# Foreign Streamline and Federal Returns..yet again.



## zero2hero (Sep 28, 2018)

Guys can you pitch in ? I've gotten advice earlier from Bevdeforges but i'm still trying to navigate through our foreign streamline procedure compliance..

Ok the outfit i hired filed the FBAR's and returns from 2014-2016 (we used turbo tax and paid the estimated tax and processed the tax form under "Married Filing Separatley" for 2017. The outfit assured us that we would still be in compliance for filing the form 14653 (to meet the 330 day rule within the last 3 years) even though the extension we applied for 2017 federal returns, expired before they filed the FBAR's and amended federal returns...i hope this is making sense..

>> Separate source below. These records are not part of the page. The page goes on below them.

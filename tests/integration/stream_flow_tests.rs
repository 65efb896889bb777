//! End-to-end tests for the streaming check pipeline:
//! bytes → line codec → event parser → session → snapshots.

use std::time::Duration;

use bytes::BytesMut;
use tokio::io::AsyncWriteExt;
use tokio::sync::watch;
use tokio_util::codec::Decoder;
use tokio_util::sync::CancellationToken;

use sqlscope::check::runner::{run_check, transport_failure};
use sqlscope::check::session::{CheckResult, CheckStatus};
use sqlscope::stream::codec::EventLineCodec;
use sqlscope::stream::events::{parse_event_line, CheckEvent};

/// A well-formed streamed response: status, start, explain, two content
/// chunks (with multi-byte text), done — with blank separator lines.
const STREAM: &str = concat!(
    "data: {\"type\":\"status\",\"message\":\"running EXPLAIN\"}\n",
    "\n",
    "data: {\"type\":\"start\",\"record_id\":7}\n",
    "\n",
    "data: {\"type\":\"explain\",\"explain_result\":\"Seq Scan on users\"}\n",
    "\n",
    "data: {\"type\":\"content\",\"chunk\":\"Hello \"}\n",
    "data: {\"type\":\"content\",\"chunk\":\"wörld — ✓\"}\n",
    "\n",
    "data: {\"type\":\"done\",\"record_id\":7,\"duration\":120}\n",
);

fn snapshot_channel() -> (watch::Sender<CheckResult>, watch::Receiver<CheckResult>) {
    watch::channel(CheckResult::default())
}

/// Decode `payload` in chunks of `chunk_size` bytes and parse every
/// resulting line into events.
fn events_chunked(payload: &[u8], chunk_size: usize) -> Vec<CheckEvent> {
    let mut codec = EventLineCodec::new();
    let mut buf = BytesMut::new();
    let mut events = Vec::new();

    for chunk in payload.chunks(chunk_size) {
        buf.extend_from_slice(chunk);
        while let Some(line) = codec.decode(&mut buf).expect("decode never fails on content") {
            events.extend(parse_event_line(&line));
        }
    }
    if let Some(tail) = codec.decode_eof(&mut buf).expect("eof flush") {
        events.extend(parse_event_line(&tail));
    }
    events
}

#[test]
fn arbitrary_chunking_yields_the_identical_event_sequence() {
    let whole = events_chunked(STREAM.as_bytes(), STREAM.len());
    assert_eq!(whole.len(), 6, "the canonical stream carries six events");

    // Chunk sizes deliberately include 1 (every byte its own read) and
    // sizes that split multi-byte characters and JSON payloads.
    for chunk_size in 1..=16 {
        assert_eq!(
            events_chunked(STREAM.as_bytes(), chunk_size),
            whole,
            "chunk size {chunk_size} must not change the event sequence"
        );
    }
}

#[tokio::test]
async fn full_pipeline_builds_the_expected_result() {
    let (tx, rx) = snapshot_channel();
    let cancel = CancellationToken::new();

    let result = run_check(STREAM.as_bytes(), &tx, &cancel).await;

    assert_eq!(result.status, CheckStatus::Success);
    assert_eq!(result.record_id, Some(7));
    assert_eq!(result.accumulated_text, "Hello wörld — ✓");
    assert_eq!(result.explain_text.as_deref(), Some("Seq Scan on users"));
    assert_eq!(result.duration_ms, Some(120));
    assert_eq!(result.error_message, None);

    // The last published snapshot is the terminal result.
    assert_eq!(*rx.borrow(), result);
}

#[tokio::test]
async fn malformed_lines_do_not_terminate_the_stream() {
    let stream = concat!(
        "data: {\"type\":\"start\",\"record_id\":1}\n",
        "data: not-json at all\n",
        "data: {\"type\":\"unknown-kind\",\"x\":1}\n",
        "noise without marker\n",
        "data: {\"type\":\"content\",\"chunk\":\"ok\"}\n",
        "data: {\"type\":\"done\",\"record_id\":1,\"duration\":4}\n",
    );
    let (tx, _rx) = snapshot_channel();
    let cancel = CancellationToken::new();

    let result = run_check(stream.as_bytes(), &tx, &cancel).await;

    assert_eq!(result.status, CheckStatus::Success);
    assert_eq!(result.accumulated_text, "ok");
}

#[tokio::test]
async fn eof_before_terminal_event_fails_the_session() {
    let stream = concat!(
        "data: {\"type\":\"start\",\"record_id\":2}\n",
        "data: {\"type\":\"content\",\"chunk\":\"partial\"}\n",
    );
    let (tx, _rx) = snapshot_channel();
    let cancel = CancellationToken::new();

    let result = run_check(stream.as_bytes(), &tx, &cancel).await;

    assert_eq!(result.status, CheckStatus::Failed);
    assert_eq!(result.accumulated_text, "partial");
    assert_eq!(
        result.error_message.as_deref(),
        Some("stream closed before completion")
    );
}

#[tokio::test]
async fn reading_stops_at_the_first_terminal_event() {
    let stream = concat!(
        "data: {\"type\":\"error\",\"message\":\"adapter failed\"}\n",
        "data: {\"type\":\"done\",\"record_id\":9,\"duration\":1}\n",
    );
    let (tx, _rx) = snapshot_channel();
    let cancel = CancellationToken::new();

    let result = run_check(stream.as_bytes(), &tx, &cancel).await;

    assert_eq!(result.status, CheckStatus::Failed);
    assert_eq!(result.error_message.as_deref(), Some("adapter failed"));
    assert_eq!(
        result.duration_ms, None,
        "events after the terminal error must never be applied"
    );
}

#[tokio::test]
async fn cancellation_releases_the_read_loop_without_a_terminal_state() {
    let (mut writer, reader) = tokio::io::duplex(256);
    let (tx, _rx) = snapshot_channel();
    let cancel = CancellationToken::new();

    let loop_cancel = cancel.clone();
    let task =
        tokio::spawn(async move { run_check(reader, &tx, &loop_cancel).await });

    writer
        .write_all(b"data: {\"type\":\"start\",\"record_id\":3}\n")
        .await
        .expect("write start event");

    // Give the loop a moment to consume the event, then abandon it
    // while the writer is still open.
    tokio::time::sleep(Duration::from_millis(50)).await;
    cancel.cancel();

    let result = tokio::time::timeout(Duration::from_secs(1), task)
        .await
        .expect("abandoned loop must return promptly")
        .expect("read loop must not panic");

    assert_eq!(result.status, CheckStatus::Streaming);
    assert_eq!(result.record_id, Some(3));
    assert!(!result.is_terminal(), "abandonment does not force an outcome");
}

#[tokio::test]
async fn pre_stream_failure_produces_a_failed_result() {
    let result = transport_failure("request failed: connection refused");

    assert_eq!(result.status, CheckStatus::Failed);
    assert_eq!(
        result.error_message.as_deref(),
        Some("request failed: connection refused")
    );
    assert_eq!(result.accumulated_text, "");
}
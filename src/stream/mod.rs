//! Line framing and event parsing for the streaming check protocol.
//!
//! The check service answers `POST /check/single/stream` with a chunked
//! body of newline-terminated event lines.  [`codec::EventLineCodec`]
//! reassembles raw chunks into complete lines regardless of where the
//! network fragments them; [`events::parse_event_line`] turns each
//! event-carrying line into a typed [`events::CheckEvent`].

pub mod codec;
pub mod events;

So fast forward to today, the foreign streamline (including FBAR) is complete, however our 2017 federal returns and FBAR is not...we owed money when we calculated the 2017 returns as MFS, but if we change it to MFJ (we had personal problems with my wife so initially filed MFS) to MFJ, we would end up getting a refund..here is where it gets tricky.

I read somewhere (i believe it was the IRS website) that "if you attempt to get money back (however legally) while pursuing the streamline amnesty procedure, the IRS may not look favorably on our streamline application.

Our goal is to pay LESS to get our federal returns done for 2017, i believe if we submit the returns as MFS, they may ask that we do a separate return for my wife, even though she did not work in 2017, our goal is not to solicit a refund but to get the federal/fbar returns done as economically as possible.

Sorry if its hard to follow my story, but please let me know if its confusing.
Brgds
zero2hero


----------



## Bevdeforges (Nov 16, 2007)

First question here is: is your wife subject to US taxes? Or is she a "non resident alien?" The main reason to file MFS is for a US citizen who is married to a NRA. Switching filing status to MFJ for the sake of a refund (or where it looks like that is the motivation) is probably not a great idea. But if your wife is a NRA, they can't ask her to file a return.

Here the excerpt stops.